I feel this information is important enough to reprint these comments.  The information is important to all those who are facing and/or currently fighting foreclosure.

As this attorney states, it is always recommended that you seek the counsel of a qualified  – I stress qualified – foreclosure defense attorney.  While I understand that many of you facing foreclosure believe you cannot afford an attorney, I assure you that there are some out there whose fees are reasonable and affordable.

You will not often hear me say this, but if you are in foreclosure then you are not making mortgage payments or paying rent.  If you are evicted from your current home you will have to pay rent somewhere so use your diverted funds to fight for your rights and defend your foreclosure.

And to the many who have been so wiped out that eviction would mean absolute homelessness I encourage you to also look for an attorney who can help.  There are some out there that are willing to work Pro Bono (without fees). At the very least  represent yourself  Pro Se.  Learn what you can from blogs like this and the several others that are credible and offer sound advice and information.  Just answering your summons (in a judicial state) will buy you more time and time is what everyone needs.

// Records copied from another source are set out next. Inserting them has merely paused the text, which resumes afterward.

// SPDX-License-Identifier: BUSL-1.1
// Copyright (c) 2026 Alfred Jean LLC

//! Cron schedule validation and next-fire computation.

use chrono::{DateTime, Utc};
use cron::Schedule;
use std::str::FromStr;
use thiserror::Error;

/// Number of fields in a supported cron expression.
const CRON_FIELDS: usize = 5;

#[derive(Debug, Clone, PartialEq, Eq, Error)]
pub enum ScheduleError {
    #[error("cron expression must have {CRON_FIELDS} fields, got {0}")]
    FieldCount(usize),

    #[error("invalid cron expression: {0}")]
    Parse(String),

    #[error("cron expression never fires")]
    NeverFires,
}

/// Parse a five-field cron expression.
///
/// The `cron` crate expects a seconds field, so a leading `0` is prefixed
/// before parsing; callers always deal in standard five-field expressions.
pub fn parse(expr: &str) -> Result<Schedule, ScheduleError> {
    let fields = expr.split_whitespace().count();
    if fields != CRON_FIELDS {
        return Err(ScheduleError::FieldCount(fields));
    }
    Schedule::from_str(&format!("0 {}", expr.trim()))
        .map_err(|e| ScheduleError::Parse(e.to_string()))
}

/// Validate a five-field cron expression.
pub fn validate_schedule(expr: &str) -> Result<(), ScheduleError> {
    parse(expr).map(|_| ())
}

/// First firing strictly after `now`.
pub fn next_fire(expr: &str, now: DateTime<Utc>) -> Result<DateTime<Utc>, ScheduleError> {
    let schedule = parse(expr)?;
    schedule.after(&now).next().ok_or(ScheduleError::NeverFires)
}

#[cfg(test)]
#[path = "schedule_tests.rs"]
mod tests;
// SPDX-License-Identifier: BUSL-1.1
// Copyright (c) 2026 Alfred Jean LLC

//! WebSocket endpoints: observer fan-out and the agent inbound channel.
//!
//! `/ws/ui` pushes every bus event as one JSON text frame. `/ws/agent`
//! receives tagged JSON messages and feeds them to the inbound router;
//! malformed frames are dropped without closing the connection.

use crate::app::App;
use crate::bus::BusSubscriber;
use axum::extract::ws::{Message, WebSocket, WebSocketUpgrade};
use axum::extract::State;
use axum::response::Response;
use fleet_core::Clock;
use futures_util::{SinkExt, StreamExt};
use tracing::debug;

pub async fn ui<C: Clock>(State(app): State<App<C>>, ws: WebSocketUpgrade) -> Response {
    let events = app.bus.subscribe();
    ws.on_upgrade(move |socket| observer_stream(socket, events))
}

async fn observer_stream(socket: WebSocket, mut events: BusSubscriber) {
    let (mut sink, mut stream) = socket.split();
    loop {
        tokio::select! {
            event = events.recv() => {
                let Some(event) = event else { break };
                let Ok(text) = serde_json::to_string(&event) else { continue };
                if sink.send(Message::Text(text.into())).await.is_err() {
                    break;
                }
            }
            incoming = stream.next() => {
                match incoming {
                    // Observers only listen; anything else is ignored.
                    Some(Ok(Message::Close(_))) | Some(Err(_)) | None => break,
                    _ => {}
                }
            }
        }
    }
    debug!("observer stream closed");
}

pub async fn agent<C: Clock>(State(app): State<App<C>>, ws: WebSocketUpgrade) -> Response {
    ws.on_upgrade(move |socket| agent_stream(socket, app))
}

async fn agent_stream<C: Clock>(mut socket: WebSocket, app: App<C>) {
    while let Some(frame) = socket.recv().await {
        match frame {
            Ok(Message::Text(text)) => app.router.handle_frame(text.as_str()).await,
            Ok(Message::Close(_)) | Err(_) => break,
            _ => {}
        }
    }
    debug!("agent stream closed");
}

Here now the comment conversation from the post Financial Turmoil Evokes Comparison to 2008 Crisis – NYTimes.com as posted on August 11, 2011:

On August 17, 2011 at 10:34 AM Ohio lawyer said: 

I disagree about ownership of the note being the only issue. Under the UCC, to be entitled to enforce the note, a person MUST be in possession of it (except when they can claim the note was lost, destroyed, etc.). In fact, a person in possession of a note endorsed in blank, even if they stole it, may enforce the note. Ownership is not necessary. Likewise, a person who “owns” the note may not enforce it unless they are also in possession of it. I was not sold on the “show-me-the-note” defense for a long time. But after briefing the issue several times in Ohio, I accepted its importance. Without actual possession of the note, a lender cannot prevail. I agree that standing is a major issue, but “ownership” is not the proper way of thinking about it.

  • On August 21, 2011 at 3:31 PM Larry Rubinoff said: |Edit This

    Thank you for your take on this very important subject. Since standing is a major issue and “”ownership” is not the proper way of thinking about it”, then what is the way to think about it.

    Possessing the note, as you say, endorsed in blank, gives the holder the right to foreclose. I was always under the impression that a mortgage note endorsed in blank is not like a bearer bond where anyone in possession of it can execute it. In other words, mortgage notes are not bearer bonds. What is your take on this?

    Of course, if a mortgage note is held by someone but has never been endorsed in blank then it is your argument that now the bearer does not have standing. If this is what you are saying, I must agree.

    On the issue of lost, stolen or destroyed, banks often use this as an argument and basically are using a “trust me your honor, I did have it at one time but it was lost, stolen or destroyed, therefore I should have the right to proceed with the foreclosure action”.

    Too many judges simply accept this from a bank because they are “the bank” and of course, banks don’t lie. Only one judge questioned this in the past asking the plaintiff which occurred.

    Was the note lost, stolen or destroyed? It could not have been all three and if you don’t know which it was then you probably did not have it. I believe it was now Supreme Court Judge Schack in New York who questioned and disallowed this argument.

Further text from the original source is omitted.